My StreetFighter Recumbent Quadcycle and Kat's DeltaRunner Recumbent Trike were also buried under the rubble, plus the Kyoto Cruiser frame, Silent Speedster Electric bike, Sparky Electric Mini Bike, Loderunner 2 Recumbent Cargo Trike, Warrior Recumbent Racing Tadpole Trike, Marauder Reloaded Recumbent Lowracer, SpinCycle Crazy Trike and bits of pieces of other recumbents, choppers, trikes, tandems and tall bikes. Wish I had a barn to store all of my completed bike projects! But, in traditional Atomic Zombie style, I keep a few bikes around and recycle the rest for other projects.
The only way to clean this place it by moving everything out to the lawn so I can sweep up the huge pile of metal dust and then sort all of the small bits and pieces back into the 200 buckets I use to store my parts in. Let the fun begin!

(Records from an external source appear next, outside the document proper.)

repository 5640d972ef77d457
//! Defines error types.
use thiserror::Error;

/// Crate result type (re-exported),
pub type Result<T> = std::result::Result<T, Error>;

/// Error types.
#[derive(Error, Debug, Eq, PartialEq)]
pub enum Error {
    /// Ring must be able to hold at least one event.
    #[error("invalid ring capacity: {0}, must be at least 1")]
    InvalidCapacity(usize),
}

#[cold]
#[inline(never)]
pub(crate) const fn invalid_capacity(capacity: usize) -> Error {
    Error::InvalidCapacity(capacity)
}
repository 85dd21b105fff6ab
use thiserror::Error;

use super::claims::TokenClass;

/// Error type for token issuance and verification.
#[derive(Debug, Clone, Error, PartialEq, Eq)]
pub enum JwtError {
    #[error("No signing secret configured for {0} tokens")]
    MissingSecret(TokenClass),

    #[error("No time-to-live configured for {0} tokens")]
    MissingTtl(TokenClass),

    #[error("Time-to-live for {class} tokens must be positive, got {value}")]
    InvalidTtl { class: TokenClass, value: i64 },

    #[error("Access and refresh tokens must be signed with distinct secrets")]
    SharedSecret,

    #[error("Unknown token class: {0}")]
    UnknownTokenClass(String),

    #[error("Failed to encode token: {0}")]
    EncodingFailed(String),

    #[error("Failed to decode token: {0}")]
    DecodingFailed(String),

    #[error("Unexpected signing algorithm: {0}")]
    UnexpectedAlgorithm(String),

    #[error("Expected {expected} token, got {found} token")]
    ClassMismatch {
        expected: TokenClass,
        found: TokenClass,
    },

    #[error("Token is expired")]
    TokenExpired,
}

impl JwtError {
    /// Whether the error comes from missing or malformed token configuration
    /// rather than from the token or the signing step.
    pub fn is_configuration(&self) -> bool {
        matches!(
            self,
            JwtError::MissingSecret(_)
                | JwtError::MissingTtl(_)
                | JwtError::InvalidTtl { .. }
                | JwtError::SharedSecret
                | JwtError::UnknownTokenClass(_)
        )
    }
}
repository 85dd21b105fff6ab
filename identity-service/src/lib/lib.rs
pub mod config;
pub mod domain;
pub mod inbound;
pub mod outbound;

pub use domain::authentication;
pub use domain::user;
pub use outbound::repositories;
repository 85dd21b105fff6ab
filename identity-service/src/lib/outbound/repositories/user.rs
use async_trait::async_trait;
use chrono::DateTime;
use chrono::Utc;
use sqlx::FromRow;
use sqlx::PgPool;

use crate::domain::errors::AppError;
use crate::domain::errors::ErrorKind;
use crate::domain::user::models::User;
use crate::domain::user::models::UserId;
use crate::domain::user::ports::UserRepository;

const SELECT_USER: &str = r#"
    SELECT id, user_name, email, first_name, last_name, status, role,
           password_hash, created_at, updated_at
    FROM users
"#;

pub struct PostgresUserRepository {
    pool: PgPool,
}

impl PostgresUserRepository {
    pub fn new(pool: PgPool) -> Self {
        Self { pool }
    }
}

#[derive(Debug, FromRow)]
struct UserRow {
    id: i64,
    user_name: String,
    email: String,
    first_name: String,
    last_name: String,
    status: bool,
    role: String,
    password_hash: String,
    created_at: DateTime<Utc>,
    updated_at: DateTime<Utc>,
}

impl TryFrom<UserRow> for User {
    type Error = AppError;

    fn try_from(row: UserRow) -> Result<Self, Self::Error> {
        let id = UserId::new(row.id).map_err(|e| AppError::new(e, ErrorKind::RepositoryError))?;

        Ok(User {
            id,
            user_name: row.user_name,
            email: row.email,
            first_name: row.first_name,
            last_name: row.last_name,
            status: row.status,
            role: row.role,
            password_hash: row.password_hash,
            created_at: row.created_at,
            updated_at: row.updated_at,
        })
    }
}

fn repository_error(e: sqlx::Error) -> AppError {
    AppError::new(e, ErrorKind::RepositoryError)
}

#[async_trait]
impl UserRepository for PostgresUserRepository {
    async fn find_by_email(&self, email: &str) -> Result<Option<User>, AppError> {
        let row: Option<UserRow> = sqlx::query_as(&format!("{} WHERE email = $1", SELECT_USER))
            .bind(email)
            .fetch_optional(&self.pool)
            .await
            .map_err(repository_error)?;

        row.map(User::try_from).transpose()
    }

    async fn find_by_id(&self, id: &UserId) -> Result<Option<User>, AppError> {
        let row: Option<UserRow> = sqlx::query_as(&format!("{} WHERE id = $1", SELECT_USER))
            .bind(id.as_i64())
            .fetch_optional(&self.pool)
            .await
            .map_err(repository_error)?;

        row.map(User::try_from).transpose()
    }
}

Normally, I start with the huge pile of junk, but today I decided to give my back a break and clean the workbench area. It took all day to sort all of the tools and small bicycle components into the buckets you see here. I keep the smaller parts such as bearings, cups, axles, hubs and derailleurs in the small buckets under the workbench and the larger bits like tubing and wheels on the other side. I am not normally a “neat freak”, but I do force myself to be hardcore about organization in the garage so I can find any part within 30 seconds.
I got tired of climbing over a 20 foot pile of twisted frames to get to one single component, so now I run a tight ship! Tomorrow, I tackle the massive pile of bikes and tubing, which will probably be a two-day job.